The main goal of the Forest Kindergarten program is to help kids improve their language skills
On a warm, sunny day in February, Brenda Germain picks up a big hand drill and tells her students to gather around.
She gives the kids a drill and shows them how to cut through the thick ice in Chaleur Bay on the Gaspé coast of Quebec.
“Base concumi — Joyce Germain, who works with her and is also her aunt, tells the students, “The ice is this thick,” as they kneel over the hole to catch smelt or other fish.kaqpesaw.
The whole class trip is going to be in Mi’kmaw, a language Brenda Germain “didn’t speak a word of” just 10 years ago.
She said, “For 35 years of my life, I kept thinking, ‘Man, I missed the boat.'”
But in 2018, she switched roles in the classroom, which changed her life and her teaching career in a big way. Brenda Germain went to the Elawsimgewei Gina’muo’guom Adult Education Center in Listuguj, Que., to take part in the Mi’kmaw immersion program for adults.
In addition to the classes, she said, she learned the language “just by going out on the land with Miss Joyce every day.”
“It’s very important to let people know that you can start something at any age.”
Benefits of outdoor educatio
She can now speak Mi’kmaw well and is also leading the way in Listuguj to bring back the language. Brenda Germain was a big part of making the Mi’kmaw immersion-based Forest Kindergarten program, which takes the classroom outside.
She first told the school’s principal about the idea after watching a short video about learning outside in Germany and the Netherlands. Yes, came the answer the very next day.
In the forest near the town, a base camp was built. The kindergarteners meet there at the end of the day to talk about what they’ve learned on their field trips.
Brenda Germain said, “The outdoors and the Mi’kmaw way are both parts of who we are. You can’t separate the two.”
Miss Joyce is Brenda’s aunt, and she has also taught the Mi’kmaw language for 23 years. She was involved with Mi’kmaw learning at Alaqsitew Gitpu School from the beginning.
She said, “My dream was to teach the language, and it has always been a part of me and our community.”
Joyce and Brenda Germain also do “mini-lessons” in small groups with the help of two teaching assistants. They look at the wildlife and nature they see around them.
Brenda Germain said, “Instead of having one teacher in front of the class and 25 kids learning the same thing at the same time from the same person, they can explore the outdoors.”
“Ta’s’gl Uggwatl geggungl? how many legs do they have? Talamugsit? — what colour is it?”
Soon, the teachers saw how easy it would be to fit outdoor learning into the school curriculum by having students talk about what they learned outside in class.
Joyce Germain said, “That’s where they learn all their words and how to speak the language.”
Brenda Germain said that they used to spend more time correcting behavior before outdoor education. Now, both teachers think that the kids are more eager to learn because they are having fun.
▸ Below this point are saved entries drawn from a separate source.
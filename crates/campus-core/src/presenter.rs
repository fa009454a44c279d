//! The presentation collaborator.
//!
//! The engine never blocks on a prompt. It records what it is waiting for
//! and returns; the front end answers later through the matching engine
//! call (`confirm`/`decline`, `submit_option`, `acknowledge_semester`,
//! `complete_diversion`).

use campus_logic::events::EventDefinition;
use campus_logic::SimulationState;

pub trait Presenter {
    fn on_state_changed(&mut self, state: &SimulationState);

    /// Answered by `confirm` or `decline`.
    fn prompt_confirmation(&mut self, message: &str);

    /// Answered by `submit_option`. `affordable[i]` tells whether option
    /// `i` can currently be paid for.
    fn prompt_event_options(&mut self, event: &EventDefinition, affordable: &[bool]);

    /// Answered by `acknowledge_semester`.
    fn prompt_semester_ack(&mut self, semester_credits: u32, target_credits: u32);

    /// Answered by `complete_diversion`. Does not block other calls.
    fn prompt_diversion(&mut self, colleges: &[&str]) {
        let _ = colleges;
    }

    fn notify(&mut self, title: &str, message: &str);
}

/// Ignores everything.
#[derive(Debug, Default, Clone, Copy)]
pub struct NullPresenter;

impl Presenter for NullPresenter {
    fn on_state_changed(&mut self, _state: &SimulationState) {}
    fn prompt_confirmation(&mut self, _message: &str) {}
    fn prompt_event_options(&mut self, _event: &EventDefinition, _affordable: &[bool]) {}
    fn prompt_semester_ack(&mut self, _semester_credits: u32, _target_credits: u32) {}
    fn notify(&mut self, _title: &str, _message: &str) {}
}

/// One presenter call, as recorded by [`Transcript`].
#[derive(Debug, Clone, PartialEq)]
pub enum PresenterCall {
    StateChanged,
    Confirmation(String),
    EventOptions { event_id: String, affordable: Vec<bool> },
    SemesterAck { semester_credits: u32, target_credits: u32 },
    Diversion(Vec<String>),
    Notify { title: String, message: String },
}

/// Records every call, for tests and the headless harness.
#[derive(Debug, Default, Clone)]
pub struct Transcript {
    pub calls: Vec<PresenterCall>,
}

impl Transcript {
    pub fn new() -> Self {
        Self::default()
    }

    pub fn clear(&mut self) {
        self.calls.clear();
    }

    /// Titles of every notification so far.
    pub fn notifications(&self) -> Vec<&str> {
        self.calls
            .iter()
            .filter_map(|c| match c {
                PresenterCall::Notify { title, .. } => Some(title.as_str()),
                _ => None,
            })
            .collect()
    }

    pub fn contains(&self, call: &PresenterCall) -> bool {
        self.calls.contains(call)
    }
}

impl Presenter for Transcript {
    fn on_state_changed(&mut self, _state: &SimulationState) {
        // Consecutive refreshes are recorded once.
        if self.calls.last() != Some(&PresenterCall::StateChanged) {
            self.calls.push(PresenterCall::StateChanged);
        }
    }

    fn prompt_confirmation(&mut self, message: &str) {
        self.calls.push(PresenterCall::Confirmation(message.to_string()));
    }

    fn prompt_event_options(&mut self, event: &EventDefinition, affordable: &[bool]) {
        self.calls.push(PresenterCall::EventOptions {
            event_id: event.id.clone(),
            affordable: affordable.to_vec(),
        });
    }

    fn prompt_semester_ack(&mut self, semester_credits: u32, target_credits: u32) {
        self.calls.push(PresenterCall::SemesterAck {
            semester_credits,
            target_credits,
        });
    }

    fn prompt_diversion(&mut self, colleges: &[&str]) {
        self.calls.push(PresenterCall::Diversion(
            colleges.iter().map(|c| c.to_string()).collect(),
        ));
    }

    fn notify(&mut self, title: &str, message: &str) {
        self.calls.push(PresenterCall::Notify {
            title: title.to_string(),
            message: message.to_string(),
        });
    }
}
Joyce Germain said, “I have a lot of students with learning disabilities or other disabilities, like ADHD or autism, and they do much better outside than they do inside.”
Passing over the bato
Joyce Germain said she is proud of how quickly her niece Brenda learned the Mi’kmaw language and is glad Brenda will be able to take over when she retires in a few years.
Joyce Germain said, “She has a lot of promise for our community and is a good thing.” “I think she will do great on the program.”
Brenda Germain said she will miss having Joyce’s knowledge around her every day, but she thinks she has learned enough from teaching with her aunt “to hold the fort.”
“She’s great at kicking me out and telling me, ‘Go, Brenda, you can do it,'” she laughed.
“That’s how it should be. She should be happy to retire, but we need to keep her around as a source of knowledge and an expert,” “said Brenda Germain.
When Joyce leaves, Brenda Germain and her colleagues will continue to teach a new generation of students to count, name animals, and speak about their feelings in Mi’kmaw.
A big step in itself, Brenda Germain recognizes.
“I never in a million years thought that when I sat down with my kids to help them with their homework, it would all be in Mi’kmaw.”